Несчастный Самоубийца приблизился, наконец, к тому, чего желал, и… отступил. Можно ли придумать что-нибудь более насмешливо-злобное: за ним гналось то, к чему он чувствовал страстное влечение, бежало следом за ним, и теперь он убегал от него. Почему не прекратил он всего этого, не уехал в Австралию? Он снова не был мужчиною, он был просто молью, кружащейся вокруг свечки. Занят был он только этим одним, только и знал, что создавать себе страдания; жизнь он видел только через эту щель, больше он ничего не видел, но это было, может быть, не так мало. Рассматриваемая в эту щель, жизнь становилась сильной, отчетливой, требовательной.
Вошла Марта с подносом. У Самоубийцы появилось испуганное выражение на лице, и, казалось, он не дождется момента, чтобы приступить к еде.
— Я причиняю вам слишком много хлопот, — с несчастным видом сказал он.
Фрекен:
— Какой это был куст? Пока вы едите я буду следить за ним.
Он указал на шевелившийся куст.
— Надо иметь наблюдение не только за этим кустом, — сказал он, — но за целым лесом, за всей лесной опушкой, там пролегает тропинка для скота. — И он сейчас же принялся за еду. Он ел быстро и с увлечением, съел несколько горячих яиц, хлеба, вафли и масло и выпил много молока. За несколько дней он ел, вероятно, в первый раз.

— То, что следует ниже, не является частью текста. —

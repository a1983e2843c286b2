/*
 * Copyright 2019-2020 Wren Powell
 *
 * Licensed under the Apache License, Version 2.0 (the "License");
 * you may not use this file except in compliance with the License.
 * You may obtain a copy of the License at
 *
 *     http://www.apache.org/licenses/LICENSE-2.0
 *
 * Unless required by applicable law or agreed to in writing, software
 * distributed under the License is distributed on an "AS IS" BASIS,
 * WITHOUT WARRANTIES OR CONDITIONS OF ANY KIND, either express or implied.
 * See the License for the specific language governing permissions and
 * limitations under the License.
 */

use std::collections::HashMap;
use std::path::Path;
use std::str::FromStr;
use std::sync::Arc;

use log::debug;

use crate::error::Error;
use crate::htype::Htype;
use crate::index::{Index, Selector};
use crate::meta::DatasetMeta;
use crate::storage::{build_cache_chain, LocalProvider, MemoryProvider, StorageProvider};
use crate::tensor::Tensor;
use crate::Result;

const DATASET_META_KEY: &str = "dataset_meta.json";

/// The default in-memory cache budget for a dataset opened on local disk,
/// mirroring the source library's 2 GB default.
pub const DEFAULT_MEMORY_CACHE_SIZE: u64 = 2 * 1024 * 1024 * 1024;

/// The open mode of a [`Dataset`] or [`Tensor`].
#[derive(Debug, Clone, Copy, PartialEq, Eq)]
pub enum Mode {
    /// Read-only: all mutating operations fail with `Error::ReadOnly`.
    Read,
    /// Write: an existing dataset's tensors may be overwritten.
    Write,
    /// Append: the default mode; tensors may be created and extended.
    Append,
}

impl FromStr for Mode {
    type Err = Error;

    fn from_str(mode: &str) -> Result<Self> {
        match mode {
            "r" => Ok(Mode::Read),
            "w" => Ok(Mode::Write),
            "a" => Ok(Mode::Append),
            other => Err(Error::InvalidKeyType(other.to_string())),
        }
    }
}

/// Overrides for a [`Htype`]'s defaults, passed to `Dataset::create_tensor`.
#[derive(Debug, Clone, Default)]
pub struct TensorOptions {
    pub dtype: Option<String>,
    pub chunk_size: Option<u64>,
    pub class_names: Option<Vec<String>>,
    pub compression: Option<String>,
}

impl TensorOptions {
    pub fn new() -> Self {
        Self::default()
    }

    pub fn dtype(mut self, dtype: impl Into<String>) -> Self {
        self.dtype = Some(dtype.into());
        self
    }

    pub fn chunk_size(mut self, chunk_size: u64) -> Self {
        self.chunk_size = Some(chunk_size);
        self
    }

    pub fn class_names(mut self, class_names: Vec<String>) -> Self {
        self.class_names = Some(class_names);
        self
    }

    pub fn compression(mut self, compression: impl Into<String>) -> Self {
        self.compression = Some(compression.into());
        self
    }
}

/// Construction options for opening or creating a [`Dataset`].
#[derive(Debug, Clone)]
pub struct DatasetOptions {
    pub mode: Mode,
    pub memory_cache_size: u64,
}

impl Default for DatasetOptions {
    fn default() -> Self {
        Self {
            mode: Mode::Append,
            memory_cache_size: DEFAULT_MEMORY_CACHE_SIZE,
        }
    }
}

impl DatasetOptions {
    pub fn new() -> Self {
        Self::default()
    }

    pub fn mode(mut self, mode: Mode) -> Self {
        self.mode = mode;
        self
    }

    pub fn memory_cache_size(mut self, size: u64) -> Self {
        self.memory_cache_size = size;
        self
    }
}

/// A named collection of tensors sharing one storage chain.
///
/// `Dataset` owns the `CacheChain` rooted at a base `StorageProvider`; a
/// sliced view (produced by [`Dataset::view`]) shares that same chain via
/// a reference count and differs only in its ambient `Index`.
pub struct Dataset {
    storage: Arc<dyn StorageProvider>,
    meta: DatasetMeta,
    tensors: HashMap<String, Tensor>,
    mode: Mode,
    index: Index,
}

impl Dataset {
    /// Open (or create) a dataset rooted at a local filesystem path,
    /// fronted by an in-memory `CacheLayer` budgeted to
    /// `options.memory_cache_size` bytes.
    pub fn open_local(path: impl AsRef<Path>, options: DatasetOptions) -> Result<Self> {
        let base: Box<dyn StorageProvider> = Box::new(LocalProvider::new(path.as_ref())?);
        let storage = build_cache_chain(base, &[options.memory_cache_size]);
        Self::open(Arc::from(storage), options.mode)
    }

    /// Open (or create) a dataset backed purely by memory; useful for
    /// tests and scratch datasets that don't need to persist.
    pub fn open_memory(options: DatasetOptions) -> Result<Self> {
        let storage: Arc<dyn StorageProvider> = Arc::new(MemoryProvider::new());
        Self::open(storage, options.mode)
    }

    fn open(storage: Arc<dyn StorageProvider>, mode: Mode) -> Result<Self> {
        let meta = match storage.get(DATASET_META_KEY) {
            Ok(bytes) => DatasetMeta::from_json(&bytes)?,
            Err(Error::KeyNotFound(_)) => DatasetMeta::new(),
            Err(error) => return Err(error),
        };

        let mut tensors = HashMap::with_capacity(meta.tensors.len());
        for name in &meta.tensors {
            let tensor = Tensor::load(Arc::clone(&storage), name.clone(), mode)?;
            tensors.insert(name.clone(), tensor);
        }

        Ok(Self {
            storage,
            meta,
            tensors,
            mode,
            index: Index::new(),
        })
    }

    /// The length of the shortest tensor in this dataset (0 if it has
    /// none), matching the source library's `__len__`.
    pub fn len(&self) -> usize {
        self.tensors.values().map(Tensor::len).min().unwrap_or(0)
    }

    pub fn is_empty(&self) -> bool {
        self.len() == 0
    }

    pub fn tensor_names(&self) -> Vec<&str> {
        self.meta.tensors.iter().map(String::as_str).collect()
    }

    /// Look up a tensor by name, with this dataset's ambient index applied.
    ///
    /// Returns a detached, read-oriented view: it reflects whatever has
    /// already been persisted to storage, but writing through it does not
    /// update the handle cached by this `Dataset`. Use [`Dataset::tensor_mut`]
    /// to get a handle whose mutations are visible to `Dataset::len` without
    /// an intervening reload.
    pub fn tensor(&self, name: &str) -> Result<Tensor> {
        if !self.meta.contains(name) {
            return Err(Error::TensorDoesNotExist(name.to_string()));
        }
        Tensor::load_with_index(Arc::clone(&self.storage), name.to_string(), self.mode, self.index.clone())
    }

    /// Look up a tensor by name for mutation (`append`/`extend`). The
    /// returned handle is the one cached by this `Dataset`, so its state
    /// stays in sync with `Dataset::len`.
    pub fn tensor_mut(&mut self, name: &str) -> Result<&mut Tensor> {
        self.tensors
            .get_mut(name)
            .ok_or_else(|| Error::TensorDoesNotExist(name.to_string()))
    }

    /// Construct a new dataset view sharing this dataset's storage chain,
    /// with `sub` composed into the ambient index. Performs no I/O.
    ///
    /// The returned view is read-oriented: `Dataset::tensor` works on it
    /// (reloading from the shared storage), but it carries no
    /// `tensor_mut` cache of its own.
    pub fn view(&self, sub: Vec<Selector>) -> Self {
        Self {
            storage: Arc::clone(&self.storage),
            meta: self.meta.clone(),
            tensors: HashMap::new(),
            mode: self.mode,
            index: self.index.compose(sub),
        }
    }

    /// Create a new tensor named `name`, archetyped by `htype`, with
    /// `opts` overriding that archetype's defaults.
    pub fn create_tensor(&mut self, name: &str, htype: Htype, opts: TensorOptions) -> Result<&mut Tensor> {
        if self.mode == Mode::Read {
            return Err(Error::ReadOnly);
        }
        if self.meta.contains(name) {
            return Err(Error::TensorAlreadyExists(name.to_string()));
        }

        let dtype = opts.dtype.unwrap_or_else(|| htype.default_dtype().to_string());
        let chunk_size = opts.chunk_size.unwrap_or_else(|| htype.default_chunk_size());
        let class_names = opts.class_names;
        let compression = opts.compression.or_else(|| htype.default_compression());

        let meta = crate::meta::TensorMeta::new(dtype, chunk_size, class_names, compression);
        let tensor = Tensor::create(Arc::clone(&self.storage), name.to_string(), meta, self.mode)?;

        self.meta.tensors.push(name.to_string());
        self.storage.set(DATASET_META_KEY, self.meta.to_json()?)?;
        self.tensors.insert(name.to_string(), tensor);
        debug!("created tensor '{}'", name);

        Ok(self.tensors.get_mut(name).expect("just inserted"))
    }

    /// Flush every layer of the cache chain down to the base storage
    /// provider.
    pub fn flush(&self) -> Result<()> {
        self.storage.flush()
    }

    /// Flush, then clear every cache layer's contents without touching the
    /// base storage provider.
    pub fn clear_cache(&self) -> Result<()> {
        self.storage.clear_cache()
    }

    /// Irreversibly delete every key under this dataset's storage chain,
    /// down to the base provider.
    pub fn delete(&self) -> Result<()> {
        self.storage.clear()
    }
}

impl Drop for Dataset {
    fn drop(&mut self) {
        if let Err(error) = self.flush() {
            log::error!("failed to flush dataset on drop: {}", error);
        }
    }
}
/*
 * Copyright 2019-2020 Wren Powell
 *
 * Licensed under the Apache License, Version 2.0 (the "License");
 * you may not use this file except in compliance with the License.
 * You may obtain a copy of the License at
 *
 *     http://www.apache.org/licenses/LICENSE-2.0
 *
 * Unless required by applicable law or agreed to in writing, software
 * distributed under the License is distributed on an "AS IS" BASIS,
 * WITHOUT WARRANTIES OR CONDITIONS OF ANY KIND, either express or implied.
 * See the License for the specific language governing permissions and
 * limitations under the License.
 */

use serde::{Deserialize, Serialize};

use crate::error::Error;
use crate::Result;

/// The persisted catalog of tensor names in a dataset.
///
/// Stored as `/dataset_meta.json` at the dataset root.
#[derive(Debug, Clone, Default, PartialEq, Serialize, Deserialize)]
pub struct DatasetMeta {
    pub tensors: Vec<String>,
}

impl DatasetMeta {
    pub fn new() -> Self {
        Self::default()
    }

    pub fn contains(&self, name: &str) -> bool {
        self.tensors.iter().any(|t| t == name)
    }

    pub fn to_json(&self) -> Result<Vec<u8>> {
        serde_json::to_vec_pretty(self).map_err(|error| Error::Serialize(error.to_string()))
    }

    pub fn from_json(bytes: &[u8]) -> Result<Self> {
        serde_json::from_slice(bytes).map_err(|error| Error::Deserialize(error.to_string()))
    }
}

#[cfg(test)]
mod tests {
    use super::*;

    #[test]
    fn json_round_trips() {
        let meta = DatasetMeta {
            tensors: vec!["image".to_string(), "label".to_string()],
        };
        let bytes = meta.to_json().unwrap();
        assert_eq!(DatasetMeta::from_json(&bytes).unwrap(), meta);
    }

    #[test]
    fn contains_checks_membership() {
        let meta = DatasetMeta {
            tensors: vec!["image".to_string()],
        };
        assert!(meta.contains("image"));
        assert!(!meta.contains("label"));
    }
}
/*
 * Copyright 2019-2020 Wren Powell
 *
 * Licensed under the Apache License, Version 2.0 (the "License");
 * you may not use this file except in compliance with the License.
 * You may obtain a copy of the License at
 *
 *     http://www.apache.org/licenses/LICENSE-2.0
 *
 * Unless required by applicable law or agreed to in writing, software
 * distributed under the License is distributed on an "AS IS" BASIS,
 * WITHOUT WARRANTIES OR CONDITIONS OF ANY KIND, either express or implied.
 * See the License for the specific language governing permissions and
 * limitations under the License.
 */

//! Pluggable byte storage: the `StorageProvider` trait and its
//! implementations.

mod cache;
mod local;
mod memory;
mod provider;

pub use cache::{build_cache_chain, CacheLayer};
pub use local::LocalProvider;
pub use memory::MemoryProvider;
pub use provider::StorageProvider;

Фрекен все смотрит в окно. Конечно, она хорошо видит то, что шевелится там: она видит также, как дама оттуда маленькими шажками приближается к строениям, идет робко, немного покачиваясь: у нее перо на шляпе и на нее накинут широкий плащ, застегнутый до самого низу. Дама подходит очень близко, и фрекен не мешает ей, не без некоторого любопытства.